The festivities and amusements in the higher circles of Paris recall the glowing descriptions of the fret and fever of existence in the Austrian capital during the historic Vienna Congress a hundred years ago. Dancing became epidemic and shameless. In some salons the forms it took were repellent. One of my friends, the Marquis X., invited to a dance at the house of a plutocrat, was so shocked by what he saw there that he left almost at once in disgust. Madame Machin, the favorite teacher of the choreographic art, gave lessons in the new modes of dancing, and her fee was three hundred francs a lesson. In a few weeks she netted, it is said, over one hundred thousand francs.

The Prince de Ligne said of the Vienna Congress: "Le Congrès danse mais il ne marche pas." The French press uttered similar criticisms of the Paris Conference, when its delegates were leisurely picking up information about the countries whose affairs they were forgathered to settle. The following paragraph from a Paris journal—one of many such—describes a characteristic scene:

The domestic staff at the Hôtel Majestic, the headquarters of the British Delegation at the Peace Conference, held a very successful dance on Monday evening, attended by many members of the British Mission and Staff.
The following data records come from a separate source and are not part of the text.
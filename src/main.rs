//! Service Navigation Agent Binary

use service_nav::{Config, Dashboard, Result, SyncChannel};
use tracing::{error, info, warn};
use tracing_subscriber::{layer::SubscriberExt, util::SubscriberInitExt};

#[tokio::main]
async fn main() -> Result<()> {
    // Initialize tracing
    initialize_tracing();

    info!("Starting service navigation agent v{}", env!("CARGO_PKG_VERSION"));

    // Load configuration
    let config = Config::from_env();

    // Validate configuration
    if let Err(e) = config.validate() {
        error!("Configuration validation failed: {}", e);
        std::process::exit(1);
    }

    info!(
        "Agent configuration - Storage: {}, Backend: {}, Probe: {:?}, Check interval: {:?}",
        config.storage_dir.display(),
        config.backend_url.as_deref().unwrap_or("none"),
        config.probe_mode,
        config.health_check_interval
    );

    let channel = SyncChannel::new(config.sync_channel_capacity);
    let dashboard = Dashboard::start(config, channel)?;

    if dashboard.sync().has_backend() && !dashboard.sync().backend_health().await {
        warn!("Backend is not reachable, the catalog will start empty");
    }

    let loaded = dashboard.catalog().bootstrap().await;
    info!(
        "Catalog ready with {} services in {} categories (from backend: {})",
        dashboard.catalog().services().len(),
        dashboard.catalog().categories().len(),
        loaded
    );

    dashboard.start_health_monitoring();

    if let Err(e) = tokio::signal::ctrl_c().await {
        error!("Failed to listen for shutdown signal: {}", e);
    }

    info!("Shutting down service navigation agent");
    dashboard.shutdown();

    Ok(())
}

/// Initialize structured logging
fn initialize_tracing() {
    let log_level = std::env::var("RUST_LOG").unwrap_or_else(|_| "info".to_string());

    let fmt_layer = tracing_subscriber::fmt::layer()
        .with_target(false)
        .with_thread_ids(false)
        .with_thread_names(false)
        .with_file(false)
        .with_line_number(false)
        .json();

    let filter_layer = tracing_subscriber::EnvFilter::try_from_default_env()
        .or_else(|_| tracing_subscriber::EnvFilter::try_new(&log_level))
        .unwrap_or_else(|_| tracing_subscriber::EnvFilter::new("info"));

    tracing_subscriber::registry()
        .with(filter_layer)
        .with(fmt_layer)
        .init();
}
#![forbid(unsafe_code)]

use std::path::{Path, PathBuf};
use std::str::FromStr;
use std::sync::Arc;

use anyhow::{bail, Context, Result};
use clap::{Parser, Subcommand, ValueEnum};
use kindex_core::{split_key, Everything, Labels};
use kindex_lister::{Lister, ListerError};
use kindex_store::Cache;
use kube::core::{ApiResource, DynamicObject, Expression, GroupVersionKind, Selector as LabelSelector};
use kube::ResourceExt;
use tracing::{debug, info};

#[derive(Parser, Debug)]
#[command(name = "kindexctl", version, about = "Inspect a Kubernetes object dump through kindex listers")]
struct Cli {
    /// Object dump: output of `kubectl get -o json` or a JSON array of objects
    #[arg(short = 'f', long = "file", env = "KINDEX_FILE")]
    file: PathBuf,

    /// Output format
    #[arg(short = 'o', long = "output", value_enum, global = true, default_value_t = Output::Human)]
    output: Output,

    /// Namespace (default: all namespaces)
    #[arg(short = 'n', long = "ns", global = true)]
    namespace: Option<String>,

    #[command(subcommand)]
    command: Commands,
}

#[derive(Copy, Clone, Debug, Eq, PartialEq, ValueEnum)]
enum Output { Human, Json }

#[derive(Subcommand, Debug)]
enum Commands {
    /// List objects of a kind
    Ls {
        /// GVK key, e.g. "v1/ConfigMap" or "apps/v1/Deployment"
        gvk: String,
        /// Label selector, e.g. "app=web,tier!=frontend,canary,!legacy"
        #[arg(short = 'l', long = "selector")]
        selector: Option<String>,
    },
    /// Get one object by name (or namespace/name)
    Get {
        /// GVK key, e.g. "v1/ConfigMap" or "apps/v1/Deployment"
        gvk: String,
        name: String,
    },
}

fn init_tracing() {
    let env = std::env::var("KINDEX_LOG").unwrap_or_else(|_| "info".to_string());
    let filter = tracing_subscriber::EnvFilter::from_str(&env).unwrap_or_else(|_| tracing_subscriber::EnvFilter::new("info"));
    tracing_subscriber::fmt().with_env_filter(filter).with_target(true).with_writer(std::io::stderr).init();
}

fn parse_gvk(key: &str) -> Result<ApiResource> {
    let parts: Vec<&str> = key.split('/').collect();
    let gvk = match parts.as_slice() {
        [version, kind] => GroupVersionKind::gvk("", version, kind),
        [group, version, kind] => GroupVersionKind::gvk(group, version, kind),
        _ => bail!("invalid gvk key: {} (expect v1/Kind or group/v1/Kind)", key),
    };
    Ok(ApiResource::from_gvk(&gvk))
}

fn parse_term(term: &str) -> Result<Expression> {
    let valid = |key: &str| -> Result<String> {
        let key = key.trim();
        if key.is_empty() || key.contains(char::is_whitespace) {
            bail!("invalid selector term {:?}", term);
        }
        Ok(key.to_string())
    };
    Ok(if let Some((k, v)) = term.split_once("!=") {
        Expression::NotEqual(valid(k)?, v.trim().to_string())
    } else if let Some((k, v)) = term.split_once("==").or_else(|| term.split_once('=')) {
        Expression::Equal(valid(k)?, v.trim().to_string())
    } else if let Some(k) = term.strip_prefix('!') {
        Expression::DoesNotExist(valid(k)?)
    } else {
        Expression::Exists(valid(term)?)
    })
}

/// Parse `k=v`, `k==v`, `k!=v`, `k` and `!k` terms; `None` when no terms are given.
fn parse_selector(s: &str) -> Result<Option<LabelSelector>> {
    let terms = s.split(',').map(str::trim).filter(|term| !term.is_empty()).map(parse_term).collect::<Result<Vec<_>>>()?;
    Ok(if terms.is_empty() { None } else { Some(terms.into_iter().collect()) })
}

/// Read the dump and keep objects of kind `ar`. Objects without type info are kept.
fn load_objects(path: &Path, ar: &ApiResource) -> Result<Vec<DynamicObject>> {
    let text = std::fs::read_to_string(path).with_context(|| format!("reading {}", path.display()))?;
    let doc: serde_json::Value = serde_json::from_str(&text).with_context(|| format!("parsing {}", path.display()))?;
    let items = match doc {
        serde_json::Value::Array(items) => items,
        serde_json::Value::Object(mut map) => match map.remove("items") {
            Some(serde_json::Value::Array(items)) => items,
            _ => vec![serde_json::Value::Object(map)],
        },
        _ => bail!("{}: expected a JSON object or array", path.display()),
    };
    let mut out = Vec::with_capacity(items.len());
    for (i, item) in items.into_iter().enumerate() {
        let obj: DynamicObject = serde_json::from_value(item).with_context(|| format!("decoding item #{}", i))?;
        let same_kind = obj.types.as_ref().map(|t| t.api_version == ar.api_version && t.kind == ar.kind).unwrap_or(true);
        if same_kind {
            out.push(obj);
        }
    }
    Ok(out)
}

/// Load a dump as one full relist so every object lands in a single snapshot.
fn populate(objects: Vec<DynamicObject>) -> Arc<Cache<DynamicObject>> {
    let cache = Arc::new(Cache::new());
    let loaded = objects.len();
    cache.replace(objects.into_iter().map(Arc::new).collect());
    debug!(loaded, objects = cache.len(), epoch = cache.epoch(), "cache populated");
    cache
}

fn render_labels(labels: &Labels) -> String {
    if labels.is_empty() {
        return "<none>".to_string();
    }
    labels.iter().map(|(k, v)| format!("{}={}", k, v)).collect::<Vec<_>>().join(",")
}

fn print_rows(items: &[Arc<DynamicObject>]) {
    println!("{:<20} {:<40} LABELS", "NAMESPACE", "NAME");
    for o in items {
        let ns = o.metadata.namespace.as_deref().unwrap_or("-");
        println!("{:<20} {:<40} {}", ns, o.name_any(), render_labels(o.labels()));
    }
}

fn main() -> Result<()> {
    init_tracing();
    let cli = Cli::parse();

    match cli.command {
        Commands::Ls { gvk, selector } => {
            let ar = parse_gvk(&gvk)?;
            let ns = cli.namespace.as_deref();
            info!(gvk = %gvk, ns = ?ns, "ls invoked");
            let cache = populate(load_objects(&cli.file, &ar)?);
            let lister = Lister::<DynamicObject>::new_with(cache, &ar);

            let mut items = match selector.as_deref().map(parse_selector).transpose()?.flatten() {
                Some(sel) => {
                    debug!(selector = ?sel, "label selector");
                    match ns {
                        Some(ns) => lister.namespaced(ns).list(&sel)?,
                        None => lister.list(&sel)?,
                    }
                }
                None => match ns {
                    Some(ns) => lister.namespaced(ns).list(&Everything)?,
                    None => lister.list(&Everything)?,
                },
            };
            // listers do not order results
            items.sort_by(|a, b| (a.namespace(), a.name_any()).cmp(&(b.namespace(), b.name_any())));

            match cli.output {
                Output::Human => print_rows(&items),
                Output::Json => {
                    let objs: Vec<&DynamicObject> = items.iter().map(|o| o.as_ref()).collect();
                    println!("{}", serde_json::to_string_pretty(&objs)?);
                }
            }
        }
        Commands::Get { gvk, name } => {
            let ar = parse_gvk(&gvk)?;
            let (key_ns, name) = split_key(&name)?;
            let ns = key_ns.or(cli.namespace.as_deref());
            info!(gvk = %gvk, ns = ?ns, name, "get invoked");
            let cache = populate(load_objects(&cli.file, &ar)?);
            let lister = Lister::<DynamicObject>::new_with(cache, &ar);

            let res = match ns {
                Some(ns) => lister.namespaced(ns).get(name),
                None => lister.get(name),
            };
            let obj = match res {
                Ok(obj) => obj,
                Err(e @ ListerError::NotFound { .. }) => {
                    eprintln!("Error: {}", e);
                    std::process::exit(1);
                }
                Err(e) => return Err(e.into()),
            };
            match cli.output {
                Output::Human => print_rows(std::slice::from_ref(&obj)),
                Output::Json => println!("{}", serde_json::to_string_pretty(&*obj)?),
            }
        }
    }
    Ok(())
}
The ballroom was a medley of plenipotentiaries and chambermaids, generals and orderlies, Foreign Office attachés and waitresses. All the latest forms of dancing were to be seen, including the jazz and the hesitation waltz, and, according to the opinion of experts, the dancing reached an unusually high standard of excellence. Major Lloyd George, one of the Prime Minister's sons, was among the dancers. Mr. G.H. Roberts, the Food Controller, made a very happy little speech to the hotel staff.[18]

The following extract is also worth quoting:

A packed house applauded 'Hullo, Paris!' from the rise of the curtain to the finale at the new Palace Theater (in the rue Mogador), Paris, last night.... President Wilson, Mr. A.J. Balfour, and Lord Derby all remained until the fall of the curtain at 12.15 ... and ... were given cordial cheers from the dispersing audience as they passed through the line of Municipal Guards, who presented arms as the distinguished visitors made their way to their motor-cars.[19]

Juxtaposed with the grief, discontent, and physical hardships prevailing among large sections of the population which had provided most of the holocausts for the Moloch of War, the ostentatious gaiety of the prosperous few might well seem a challenge. And so it was construed by the sullen lack-alls who prowled about the streets of Paris and told one another that their turn would come soon.

When the masses stare at the wealthy with the eyes one so often noticed during the eventful days of the armistice one may safely conclude, in the words of Victor Hugo, that "it is not thoughts that are harbored by those brains; it is events."